On Wednesday, Sept. 27, the Kentucky work matters task force held its monthly meeting at the Kenton County Detention Center, or KCDC, in Covington. The visit included a tour of the drug rehabilitation program, featured in the New York Times for its breakthroughs in combating both addiction and incarceration issues in Kentucky.

83 percent of KCDC’s inmates have charges that are drug related, justifying a need for a comprehensive drug rehabilitation program. The program goes beyond “arresting the problem away” to treating the whole individual including, physical, social, spiritual, emotional, intellectual and vocational.
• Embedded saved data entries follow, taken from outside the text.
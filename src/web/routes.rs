use std::convert::Infallible;

use axum::extract::{Path, State};
use axum::http::StatusCode;
use axum::response::sse::{Event, KeepAlive, Sse};
use axum::response::{IntoResponse, Response};
use axum::routing::{delete, get, post};
use axum::{Json, Router};
use futures::Stream;
use futures::stream;
use serde::{Deserialize, Serialize};
use tracing::{debug, error};

use super::AppState;
use crate::api::GeoServices;
use crate::error::MotoPlanError;
use crate::models::SavedRoute;
use crate::planner::{InsightKind, PlanFailure, PlanReport, PlanStage};

pub(super) fn router<S: GeoServices + 'static>() -> Router<AppState<S>> {
    Router::new()
        .route("/plan", post(plan_route::<S>).get(current_plan::<S>))
        .route("/insight", post(insight::<S>))
        .route("/routes", get(list_routes::<S>).post(save_route::<S>))
        .route("/routes/{id}", delete(delete_route::<S>))
        .route("/routes/events", get(route_events::<S>))
}

#[derive(Debug, Deserialize)]
struct PlanRequest {
    start: String,
    end: String,
}

#[derive(Debug, Deserialize)]
struct InsightRequest {
    kind: InsightKind,
}

#[derive(Debug, Serialize)]
struct InsightResponse {
    text: String,
}

#[derive(Debug, Serialize)]
struct ErrorBody {
    error: String,
    #[serde(skip_serializing_if = "Option::is_none")]
    stage: Option<PlanStage>,
    reveal_settings: bool,
}

/// Error response carrying the body the UI expects
#[derive(Debug)]
struct ApiError {
    status: StatusCode,
    body: ErrorBody,
}

impl ApiError {
    fn busy() -> Self {
        Self {
            status: StatusCode::CONFLICT,
            body: ErrorBody {
                error: "A route is already being planned".to_string(),
                stage: None,
                reveal_settings: false,
            },
        }
    }

    fn internal(message: impl Into<String>) -> Self {
        Self {
            status: StatusCode::INTERNAL_SERVER_ERROR,
            body: ErrorBody {
                error: message.into(),
                stage: None,
                reveal_settings: false,
            },
        }
    }
}

fn status_for(error: &MotoPlanError) -> StatusCode {
    match error {
        MotoPlanError::NotFound { .. } | MotoPlanError::UnknownRoute { .. } => {
            StatusCode::NOT_FOUND
        }
        MotoPlanError::Auth { .. } => StatusCode::UNAUTHORIZED,
        MotoPlanError::Validation { .. } => StatusCode::BAD_REQUEST,
        MotoPlanError::Remote { .. } | MotoPlanError::Transport { .. } => StatusCode::BAD_GATEWAY,
        MotoPlanError::Config { .. } | MotoPlanError::Store { .. } | MotoPlanError::Io { .. } => {
            StatusCode::INTERNAL_SERVER_ERROR
        }
    }
}

impl From<MotoPlanError> for ApiError {
    fn from(error: MotoPlanError) -> Self {
        Self {
            status: status_for(&error),
            body: ErrorBody {
                error: error.user_message(),
                stage: None,
                reveal_settings: error.is_credential_problem(),
            },
        }
    }
}

impl From<PlanFailure> for ApiError {
    fn from(failure: PlanFailure) -> Self {
        Self {
            status: status_for(&failure.error),
            body: ErrorBody {
                error: failure.message(),
                stage: Some(failure.stage),
                reveal_settings: failure.reveal_settings(),
            },
        }
    }
}

impl IntoResponse for ApiError {
    fn into_response(self) -> Response {
        (self.status, Json(self.body)).into_response()
    }
}

/// Plan in a task of its own holding the planner lock, so a client that
/// disconnects does not cancel the run halfway.
async fn plan_route<S: GeoServices + 'static>(
    State(state): State<AppState<S>>,
    Json(request): Json<PlanRequest>,
) -> Result<Json<PlanReport>, ApiError> {
    let mut planner = state
        .planner
        .clone()
        .try_lock_owned()
        .map_err(|_| ApiError::busy())?;

    let outcome = tokio::spawn(async move { planner.plan(&request.start, &request.end).await })
        .await
        .map_err(|e| {
            error!("Planning task failed: {}", e);
            ApiError::internal("Planning was interrupted")
        })?;

    Ok(Json(outcome?))
}

async fn current_plan<S: GeoServices + 'static>(
    State(state): State<AppState<S>>,
) -> Result<Json<PlanReport>, ApiError> {
    let planner = state.planner.try_lock().map_err(|_| ApiError::busy())?;
    planner
        .session()
        .current()
        .cloned()
        .map(Json)
        .ok_or_else(|| MotoPlanError::validation("No route has been planned yet").into())
}

async fn insight<S: GeoServices + 'static>(
    State(state): State<AppState<S>>,
    Json(request): Json<InsightRequest>,
) -> Result<Json<InsightResponse>, ApiError> {
    let planner = state.planner.try_lock().map_err(|_| ApiError::busy())?;
    let text = planner.insight(request.kind).await?;
    Ok(Json(InsightResponse { text }))
}

async fn list_routes<S: GeoServices + 'static>(
    State(state): State<AppState<S>>,
) -> Result<Json<Vec<SavedRoute>>, ApiError> {
    Ok(Json(state.store.list().await?))
}

async fn save_route<S: GeoServices + 'static>(
    State(state): State<AppState<S>>,
) -> Result<(StatusCode, Json<SavedRoute>), ApiError> {
    let planner = state.planner.try_lock().map_err(|_| ApiError::busy())?;
    let saved = planner.save_current(state.store.as_ref()).await?;
    Ok((StatusCode::CREATED, Json(saved)))
}

async fn delete_route<S: GeoServices + 'static>(
    State(state): State<AppState<S>>,
    Path(id): Path<String>,
) -> Result<StatusCode, ApiError> {
    state.store.delete(&id).await?;
    Ok(StatusCode::NO_CONTENT)
}

/// One `routes` event with the whole collection now and after every change
async fn route_events<S: GeoServices + 'static>(
    State(state): State<AppState<S>>,
) -> Sse<impl Stream<Item = Result<Event, Infallible>>> {
    debug!("Route event stream opened");
    let receiver = state.store.watch();
    let events = stream::unfold((receiver, true), |(mut receiver, first)| async move {
        if !first && receiver.changed().await.is_err() {
            return None;
        }
        let routes = receiver.borrow_and_update().clone();
        let event = Event::default()
            .event("routes")
            .json_data(&routes)
            .unwrap_or_else(|e| Event::default().comment(format!("encoding failed: {e}")));
        Some((Ok(event), (receiver, false)))
    });

    Sse::new(events).keep_alive(KeepAlive::default())
}

#[cfg(test)]
mod tests {
    use super::*;
    use crate::error::Service;

    #[test]
    fn test_plan_failure_body() {
        let failure = PlanFailure {
            stage: PlanStage::FetchRoute,
            error: MotoPlanError::remote(Service::Routing, Some(403), "bad key"),
        };
        let api_error = ApiError::from(failure);
        assert_eq!(api_error.status, StatusCode::BAD_GATEWAY);

        let body = serde_json::to_value(&api_error.body).unwrap();
        assert_eq!(body["error"], "Routing Error: bad key");
        assert_eq!(body["stage"], "fetch_route");
        assert_eq!(body["reveal_settings"], true);
    }

    #[test]
    fn test_status_mapping() {
        assert_eq!(
            status_for(&MotoPlanError::UnknownRoute { id: "x".into() }),
            StatusCode::NOT_FOUND
        );
        assert_eq!(
            status_for(&MotoPlanError::auth("Enter Gemini Key in settings")),
            StatusCode::UNAUTHORIZED
        );
        assert_eq!(
            status_for(&MotoPlanError::validation("Plan a route first")),
            StatusCode::BAD_REQUEST
        );
    }
}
KCDC’s substance abuse program is voluntary and embraces the true concept of corrections by focusing on human behavioral patterns that lead to incarceration.

The drug rehabilitation program director, Jason Merrick, forms a unique bond with every participant, employing behavioral patterns ranging from military style cleaning of personal spaces, to nurturing and open communications. Most participants share their personal struggles while embracing one another’s feelings and support, a behavior that is often missing within the corrections environment but critical to rehabilitation.

KCDC’s program uses a grassroot, yet systematic approach, connecting incarcerated individuals with local employers and addiction recovery networks prior to leaving the facility. In addition, the facility is offering Vivitrol injections within 24 hours of an inmate’s departure, giving them a 30 day opioid blocker.

A joint report conducted by the Kentucky Department of Corrections and the University of Kentucky on drug and alcohol research found some encouraging trends for the 339 participants interviewed 12 months after completing corrections based programs:

  • Corrections based substance abuse program slots more than doubled from FY2006 to FY2015
  • 49 percent of participants reported a decrease in illicit drug use
  • 68 percent were employed at least part time
  • 70 percent did not recidivate
  • Instances of suicidal ideation decreased from 10 percent to 3 percent
  • 83 percent of participants feel better about themselves
  • ROI of $4.49 for every dollar spent

“This program should be a model for all correctional facilities in the state” Van Ingram, Executive Director for the Kentucky Office of Drug Control Policy said during the task force meeting. He went on to say that the issues with implementing these types of programs state wide supersedes political and financial hurdles. It is simply a logistical hurdle in that most prisons do not have the capacity to separate participants of substance abuse programs from the regular inmate population.  This separation is critical to change the behavioral patterns of individuals.